Uvalde police response leaves a trail of contradictions and confusion a week after mass shooting

On Friday, a source for that agency told Yahoo News that the team that responded to the shooting urged local officers to let them rush the building.

Law enforcement personnel outside Robb Elementary School following the shooting on May 24. (Dario Lopez-Mills/AP)

“We were told to wait. We were told to wait and wait, and the team wanted to go, but you have to understand Border Patrol is not the lead agency, so they had to wait, and now look what happened,” the Border Patrol source said.

Two CBP sources with knowledge of the Uvalde response said Texas Rangers, the lead investigators, are preventing CBP officials on scene from interviewing those involved, with one source saying, “They didn’t listen, they didn’t let us go in, and now they are changing their stories multiple times a day, and because CBP has been pushed out of the investigation, we have no idea if what they are saying is even accurate, which is terrible for everyone especially — obviously — the families.”

The timeline of events has changed repeatedly in the week since the shooting, with a patchwork of officials contradicting each other and themselves. San Antonio Express-News and other outlets reported Tuesday that a teacher did not leave the door the gunman entered the school through propped open as law enforcement initially said, including at McCraw’s briefing on Friday.

“She remembers pulling the door closed while telling 911 that he was shooting,” Don Flanary, the teacher’s lawyer, told the Express-News. “She thought the door would lock because that door is always supposed to be locked.”

Director of Public Safety Steven McCraw at a press conference on May 27. (Michael M. Santiago/Getty Images)

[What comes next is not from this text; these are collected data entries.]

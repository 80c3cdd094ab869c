//! Transcription over an OpenAI-compatible `/audio/transcriptions` endpoint
//! (OpenAI, faster-whisper-server, whisper.cpp server).

use std::io::Cursor;
use std::sync::Arc;
use std::time::Duration;

use async_trait::async_trait;
use hound::{SampleFormat, WavSpec, WavWriter};
use reqwest::multipart::{Form, Part};
use reqwest::Client;
use serde::Deserialize;
use tracing::{debug, info};

use super::{AsrEngine, AsrParams, TranscribeResult, TranscribeSegment, WordTimestamp};
use crate::audio::SAMPLE_RATE;
use crate::error::PipelineError;
use crate::model::{Device, LoadedModel, ModelKind, ModelLoader};

#[derive(Debug, Deserialize)]
struct VerboseTranscription {
    #[serde(default)]
    text: String,
    #[serde(default)]
    language: Option<String>,
    #[serde(default)]
    segments: Vec<RemoteSegment>,
    #[serde(default)]
    words: Vec<RemoteWord>,
}

#[derive(Debug, Deserialize)]
struct RemoteSegment {
    start: f64,
    end: f64,
    text: String,
}

#[derive(Debug, Deserialize)]
struct RemoteWord {
    word: String,
    start: f64,
    end: f64,
    #[serde(default = "default_probability")]
    probability: f32,
}

fn default_probability() -> f32 {
    1.0
}

/// Encodes mono samples as a 16-bit PCM WAV file in memory.
pub fn encode_wav(samples: &[f32]) -> Result<Vec<u8>, PipelineError> {
    let spec = WavSpec {
        channels: 1,
        sample_rate: SAMPLE_RATE,
        bits_per_sample: 16,
        sample_format: SampleFormat::Int,
    };
    let mut cursor = Cursor::new(Vec::with_capacity(samples.len() * 2 + 44));
    {
        let mut writer = WavWriter::new(&mut cursor, spec)
            .map_err(|e| PipelineError::fatal(format!("failed to encode audio: {}", e)))?;
        for &sample in samples {
            let value = (sample.clamp(-1.0, 1.0) * i16::MAX as f32) as i16;
            writer
                .write_sample(value)
                .map_err(|e| PipelineError::fatal(format!("failed to encode audio: {}", e)))?;
        }
        writer
            .finalize()
            .map_err(|e| PipelineError::fatal(format!("failed to encode audio: {}", e)))?;
    }
    Ok(cursor.into_inner())
}

/// Attaches each word to the segment containing its midpoint.
fn assemble(response: VerboseTranscription) -> TranscribeResult {
    let mut segments: Vec<TranscribeSegment> = response
        .segments
        .into_iter()
        .map(|s| TranscribeSegment {
            text: s.text.trim().to_string(),
            start: s.start,
            end: s.end,
            words: Vec::new(),
        })
        .collect();

    if segments.is_empty() && !response.words.is_empty() {
        let start = response.words.first().map(|w| w.start).unwrap_or(0.0);
        let end = response.words.last().map(|w| w.end).unwrap_or(start);
        segments.push(TranscribeSegment {
            text: response.text.trim().to_string(),
            start,
            end,
            words: Vec::new(),
        });
    }

    for word in response.words {
        let mid = (word.start + word.end) / 2.0;
        let target = segments
            .iter()
            .position(|s| mid >= s.start && mid <= s.end)
            .or_else(|| segments.iter().rposition(|s| s.start <= mid));
        if let Some(index) = target {
            segments[index].words.push(WordTimestamp {
                word: word.word.trim().to_string(),
                start: word.start,
                end: word.end,
                probability: word.probability,
            });
        }
    }

    TranscribeResult {
        segments,
        full_text: response.text.trim().to_string(),
        language: response.language,
    }
}

pub struct RemoteAsr {
    client: Client,
    base_url: String,
    model: String,
    api_key: Option<String>,
}

impl RemoteAsr {
    pub fn new(client: Client, base_url: impl Into<String>, model: impl Into<String>, api_key: Option<String>) -> Self {
        Self {
            client,
            base_url: base_url.into().trim_end_matches('/').to_string(),
            model: model.into(),
            api_key,
        }
    }
}

#[async_trait]
impl AsrEngine for RemoteAsr {
    async fn transcribe(&self, audio: Vec<f32>, params: AsrParams) -> Result<TranscribeResult, PipelineError> {
        let wav = encode_wav(&audio)?;
        let file = Part::bytes(wav)
            .file_name("chunk.wav")
            .mime_str("audio/wav")
            .map_err(|e| PipelineError::fatal(e.to_string()))?;

        let mut form = Form::new()
            .part("file", file)
            .text("model", self.model.clone())
            .text("response_format", "verbose_json")
            .text("timestamp_granularities[]", "segment");
        if params.word_timestamps {
            form = form.text("timestamp_granularities[]", "word");
        }
        if let Some(language) = params.language {
            form = form.text("language", language);
        }
        if let Some(prompt) = params.initial_prompt {
            form = form.text("prompt", prompt);
        }

        let mut builder = self
            .client
            .post(format!("{}/audio/transcriptions", self.base_url))
            .multipart(form);
        if let Some(key) = &self.api_key {
            builder = builder.bearer_auth(key);
        }

        let response: VerboseTranscription = builder.send().await?.error_for_status()?.json().await?;
        debug!(segments = response.segments.len(), words = response.words.len(), "Received transcription");
        Ok(assemble(response))
    }
}

pub struct RemoteAsrLoader {
    base_url: String,
    model: String,
    api_key: Option<String>,
    request_timeout: Duration,
}

impl RemoteAsrLoader {
    pub fn new(base_url: impl Into<String>, model: impl Into<String>, api_key: Option<String>) -> Self {
        Self {
            base_url: base_url.into().trim_end_matches('/').to_string(),
            model: model.into(),
            api_key,
            request_timeout: Duration::from_secs(600),
        }
    }
}

#[async_trait]
impl ModelLoader for RemoteAsrLoader {
    fn kind(&self) -> ModelKind {
        ModelKind::Transcription
    }

    async fn load(&self, device: Device) -> Result<LoadedModel, PipelineError> {
        let client = Client::builder()
            .timeout(self.request_timeout)
            .build()
            .map_err(|e| PipelineError::model_load(self.kind(), e.to_string()))?;

        let mut probe = client.get(format!("{}/models", self.base_url));
        if let Some(key) = &self.api_key {
            probe = probe.bearer_auth(key);
        }
        probe
            .send()
            .await
            .and_then(|r| r.error_for_status())
            .map_err(|e| {
                PipelineError::model_load(
                    self.kind(),
                    format!("endpoint {} is not reachable: {}", self.base_url, e),
                )
            })?;

        info!(model = %self.model, device = %device, "Transcription endpoint ready");
        Ok(LoadedModel::Transcriber(Arc::new(RemoteAsr::new(
            client,
            self.base_url.clone(),
            self.model.clone(),
            self.api_key.clone(),
        ))))
    }
}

The Department of Public Safety later said it was able to confirm the teacher’s account. Previously, officials said that the shooter was wearing body armor (he was not) and that a school district police officer had “engaged” the shooter before he entered the school (they now say the officer drove by and didn’t see the shooter). After initially praising first responders for their quick action, Gov. Greg Abbott said Friday that information he had been given about the shooting “turned out, in part, to be inaccurate” and a full investigation into what had happened was taking place.

The Justice Department announced Sunday that it would investigate the police response to the school shooting and publish its findings.